◆ Task objective ◆
Extract each line from the entries below that has the string "Cursor" in it.

(Beginning of Extracted data)

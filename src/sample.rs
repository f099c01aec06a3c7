use tracing::debug;

use crate::error::{AnalyzeError, Result};

/// Discretized PDF as read from input.
/// x is non-decreasing, densities are non-negative and there is at least one point.
#[derive(Debug, Clone, PartialEq)]
pub struct Sample {
    x: Vec<f64>,
    density: Vec<f64>,
}

impl Sample {
    /// Builds a sample from parallel columns, validating them as if they were
    /// input lines numbered from 1.
    pub fn new(x: Vec<f64>, density: Vec<f64>) -> Result<Self> {
        if x.len() != density.len() {
            // The first row that lacks a partner column is the malformed one.
            return Err(AnalyzeError::Columns {
                line: x.len().min(density.len()) + 1,
                found: 1,
            });
        }
        let mut builder = SampleBuilder::with_capacity(x.len());
        for (i, (&xi, &di)) in x.iter().zip(&density).enumerate() {
            builder.push(i + 1, xi, di)?;
        }
        builder.finish()
    }

    pub fn x(&self) -> &[f64] {
        &self.x
    }

    pub fn density(&self) -> &[f64] {
        &self.density
    }

    pub fn len(&self) -> usize {
        self.x.len()
    }

    /// Always false for a constructed sample; kept for the `len` convention.
    pub fn is_empty(&self) -> bool {
        self.x.is_empty()
    }

    /// Rescales densities to sum to 1, keeping the original sum as the normalization.
    pub fn normalize(self) -> Result<NormalizedSample> {
        let total: f64 = self.density.iter().sum();
        if !(total > 0.0 && total.is_finite()) {
            return Err(AnalyzeError::NonPositiveMass { total });
        }
        debug!(total, n = self.len(), "normalizing sample");

        let Sample { x, mut density } = self;
        for w in &mut density {
            *w /= total;
        }

        Ok(NormalizedSample {
            x,
            weight: density,
            normalization: total,
        })
    }
}

/// Accumulates validated rows one at a time.
#[derive(Debug, Default)]
pub struct SampleBuilder {
    x: Vec<f64>,
    density: Vec<f64>,
}

impl SampleBuilder {
    pub fn new() -> Self {
        Self::default()
    }

    pub fn with_capacity(n: usize) -> Self {
        SampleBuilder {
            x: Vec::with_capacity(n),
            density: Vec::with_capacity(n),
        }
    }

    /// Appends a row; `line` is only used for diagnostics.
    pub fn push(&mut self, line: usize, x: f64, density: f64) -> Result<()> {
        if !x.is_finite() {
            return Err(AnalyzeError::Conversion {
                line,
                token: x.to_string(),
            });
        }
        if !density.is_finite() {
            return Err(AnalyzeError::Conversion {
                line,
                token: density.to_string(),
            });
        }
        if density < 0.0 {
            return Err(AnalyzeError::NegativeDensity {
                line,
                value: density,
            });
        }
        if let Some(&previous) = self.x.last() {
            if previous > x {
                return Err(AnalyzeError::Order {
                    line,
                    previous,
                    current: x,
                });
            }
        }

        self.x.push(x);
        self.density.push(density);
        Ok(())
    }

    pub fn len(&self) -> usize {
        self.x.len()
    }

    pub fn is_empty(&self) -> bool {
        self.x.is_empty()
    }

    pub fn finish(self) -> Result<Sample> {
        if self.x.is_empty() {
            return Err(AnalyzeError::EmptyInput);
        }
        Ok(Sample {
            x: self.x,
            density: self.density,
        })
    }
}

/// Sample whose weights sum to 1.
#[derive(Debug, Clone, PartialEq)]
pub struct NormalizedSample {
    x: Vec<f64>,
    weight: Vec<f64>,
    normalization: f64,
}

impl NormalizedSample {
    pub fn x(&self) -> &[f64] {
        &self.x
    }

    pub fn weight(&self) -> &[f64] {
        &self.weight
    }

    /// Sum of the densities before normalization.
    pub fn normalization(&self) -> f64 {
        self.normalization
    }

    pub fn len(&self) -> usize {
        self.x.len()
    }

    pub fn is_empty(&self) -> bool {
        self.x.is_empty()
    }

    /// (x, weight) pairs in index order
    pub fn iter(&self) -> impl Iterator<Item = (f64, f64)> + '_ {
        self.x.iter().copied().zip(self.weight.iter().copied())
    }
}
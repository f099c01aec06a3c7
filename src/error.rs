use thiserror::Error;

/// Errors raised while reading, validating or summarizing a PDF sample.
/// Every one of them is fatal for the run that produced it.
#[derive(Debug, Error)]
pub enum AnalyzeError {
    #[error("line {line}: expected 2 columns, found {found}")]
    Columns { line: usize, found: usize },

    #[error("line {line}: cannot convert '{token}' to a finite number")]
    Conversion { line: usize, token: String },

    #[error("line {line}: pdf should be non-negative, got {value}")]
    NegativeDensity { line: usize, value: f64 },

    #[error("total probability mass must be positive and finite, got {total}")]
    NonPositiveMass { total: f64 },

    #[error("line {line}: x should be in ascending order ({current} follows {previous})")]
    Order {
        line: usize,
        previous: f64,
        current: f64,
    },

    #[error("no data provided")]
    EmptyInput,

    #[error("no CDF value exceeds {p}")]
    QuantileNotFound { p: f64 },

    #[error("I/O error: {0}")]
    Io(#[from] std::io::Error),
}

/// Coarse classification of [`AnalyzeError`].
#[derive(Debug, Clone, Copy, PartialEq, Eq)]
pub enum ErrorKind {
    Parse,
    Conversion,
    Domain,
    Order,
    EmptyInput,
    QuantileNotFound,
    Io,
}

impl AnalyzeError {
    pub fn kind(&self) -> ErrorKind {
        match self {
            Self::Columns { .. } => ErrorKind::Parse,
            Self::Conversion { .. } => ErrorKind::Conversion,
            Self::NegativeDensity { .. } | Self::NonPositiveMass { .. } => ErrorKind::Domain,
            Self::Order { .. } => ErrorKind::Order,
            Self::EmptyInput => ErrorKind::EmptyInput,
            Self::QuantileNotFound { .. } => ErrorKind::QuantileNotFound,
            Self::Io(_) => ErrorKind::Io,
        }
    }
}

pub type Result<T> = std::result::Result<T, AnalyzeError>;
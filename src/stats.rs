use std::io::BufRead;

use crate::error::Result;
use crate::moments::Moments;
use crate::parsing;
use crate::quantiles::{self, Cdf};
use crate::sample::Sample;

/// Summary statistics of a discretized PDF.
/// Built once from a validated sample and read-only afterwards.
#[derive(Debug, Clone, Copy, PartialEq)]
pub struct StatisticsReport {
    mean: f64,
    std_dev: f64,
    variance: f64,
    skewness: f64,
    kurtosis: f64,
    q1: f64,
    median: f64,
    q3: f64,
    mode: f64,
    normalization: f64,
}

impl StatisticsReport {
    pub fn new(sample: Sample) -> Result<Self> {
        let normalized = sample.normalize()?;
        let moments = Moments::new(&normalized);
        let (q1, median, q3) = Cdf::new(&normalized).quartiles()?;

        Ok(StatisticsReport {
            mean: moments.mean,
            std_dev: moments.std_dev,
            variance: moments.variance,
            skewness: moments.skewness,
            kurtosis: moments.kurtosis,
            q1,
            median,
            q3,
            mode: quantiles::mode(&normalized),
            normalization: normalized.normalization(),
        })
    }

    pub fn mean(&self) -> f64 {
        self.mean
    }

    pub fn std_dev(&self) -> f64 {
        self.std_dev
    }

    pub fn variance(&self) -> f64 {
        self.variance
    }

    pub fn skewness(&self) -> f64 {
        self.skewness
    }

    /// Excess kurtosis
    pub fn kurtosis(&self) -> f64 {
        self.kurtosis
    }

    pub fn q1(&self) -> f64 {
        self.q1
    }

    pub fn median(&self) -> f64 {
        self.median
    }

    pub fn q3(&self) -> f64 {
        self.q3
    }

    pub fn mode(&self) -> f64 {
        self.mode
    }

    /// Sum of the input densities before normalization.
    pub fn normalization(&self) -> f64 {
        self.normalization
    }
}

/// Reads, validates and summarizes a whole `<x> <density>` stream.
pub fn analyze<R: BufRead>(reader: R) -> Result<StatisticsReport> {
    StatisticsReport::new(parsing::read_sample(reader)?)
}

#[cfg(test)]
mod tests {
    use super::*;
    use crate::error::ErrorKind;
    use std::io::Cursor;

    #[test]
    fn test_uniform_four_points() {
        let report = analyze(Cursor::new("0 1\n1 1\n2 1\n3 1\n")).unwrap();

        assert_eq!(report.mean(), 1.5);
        assert_eq!(report.median(), 2.0);
        assert_eq!(report.mode(), 0.0);
        assert_eq!(report.q1(), 1.0);
        assert_eq!(report.q3(), 3.0);
        assert_eq!(report.normalization(), 4.0);
    }

    #[test]
    fn test_single_point_mass() {
        let report = analyze(Cursor::new("5 3\n")).unwrap();

        assert_eq!(report.mean(), 5.0);
        assert_eq!(report.variance(), 0.0);
        assert_eq!(report.std_dev(), 0.0);
        assert_eq!(report.mode(), 5.0);
        assert_eq!((report.q1(), report.median(), report.q3()), (5.0, 5.0, 5.0));
        assert_eq!(report.normalization(), 3.0);
        assert!(report.skewness().is_nan());
        assert!(report.kurtosis().is_nan());
    }

    #[test]
    fn test_repeated_row_is_a_point_mass() {
        let report = analyze(Cursor::new("3 1\n".repeat(7))).unwrap();

        assert_eq!(report.mean(), 3.0);
        assert_eq!(report.variance(), 0.0);
        assert_eq!(report.std_dev(), 0.0);
        assert!(report.skewness().is_nan());
        assert!(report.kurtosis().is_nan());
        assert_eq!(report.normalization(), 7.0);
    }

    #[test]
    fn test_symmetric_skew_is_zero() {
        let report = analyze(Cursor::new("-1 1\n0 2\n1 1\n")).unwrap();

        assert!(report.skewness().abs() < 1e-12);
        assert_eq!(report.mode(), 0.0);
        assert_eq!(report.median(), 0.0);
    }

    #[test]
    fn test_discretized_gaussian() {
        // Unnormalized Gaussian on a fine grid: moments approach the continuous ones.
        let mut input = String::new();
        for i in -600..=600 {
            let x = i as f64 * 0.01;
            input.push_str(&format!("{} {}\n", x, (-0.5 * x * x).exp()));
        }
        let report = analyze(Cursor::new(input)).unwrap();

        assert!(report.mean().abs() < 1e-9);
        assert!((report.std_dev() - 1.0).abs() < 1e-4);
        assert!(report.skewness().abs() < 1e-9);
        assert!(report.kurtosis().abs() < 1e-3);
        assert!(report.median().abs() <= 0.01);
        assert!((report.q1() + 0.6745).abs() < 0.02);
        assert!((report.q3() - 0.6745).abs() < 0.02);
        // Riemann sum of exp(-x²/2) with step 0.01 is sqrt(2π) / 0.01
        assert!((report.normalization() * 0.01 - (2.0 * std::f64::consts::PI).sqrt()).abs() < 1e-6);
    }

    #[test]
    fn test_zero_mass_is_rejected() {
        let err = analyze(Cursor::new("0 0\n1 0\n")).unwrap_err();
        assert_eq!(err.kind(), ErrorKind::Domain);
    }

    #[test]
    fn test_invalid_input_propagates() {
        let err = analyze(Cursor::new("1 0.5\n0 0.5\n")).unwrap_err();
        assert_eq!(err.kind(), ErrorKind::Order);
    }
}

(End of Extracted data)

◆ Output ◆
    use std::io::Cursor;
        let report = analyze(Cursor::new("0 1\n1 1\n2 1\n3 1\n")).unwrap();
        let report = analyze(Cursor::new("5 3\n")).unwrap();
        let report = analyze(Cursor::new("3 1\n".repeat(7))).unwrap();
        let report = analyze(Cursor::new("-1 1\n0 2\n1 1\n")).unwrap();
        let report = analyze(Cursor::new(input)).unwrap();
        let err = analyze(Cursor::new("0 0\n1 0\n")).unwrap_err();
        let err = analyze(Cursor::new("1 0.5\n0 0.5\n")).unwrap_err();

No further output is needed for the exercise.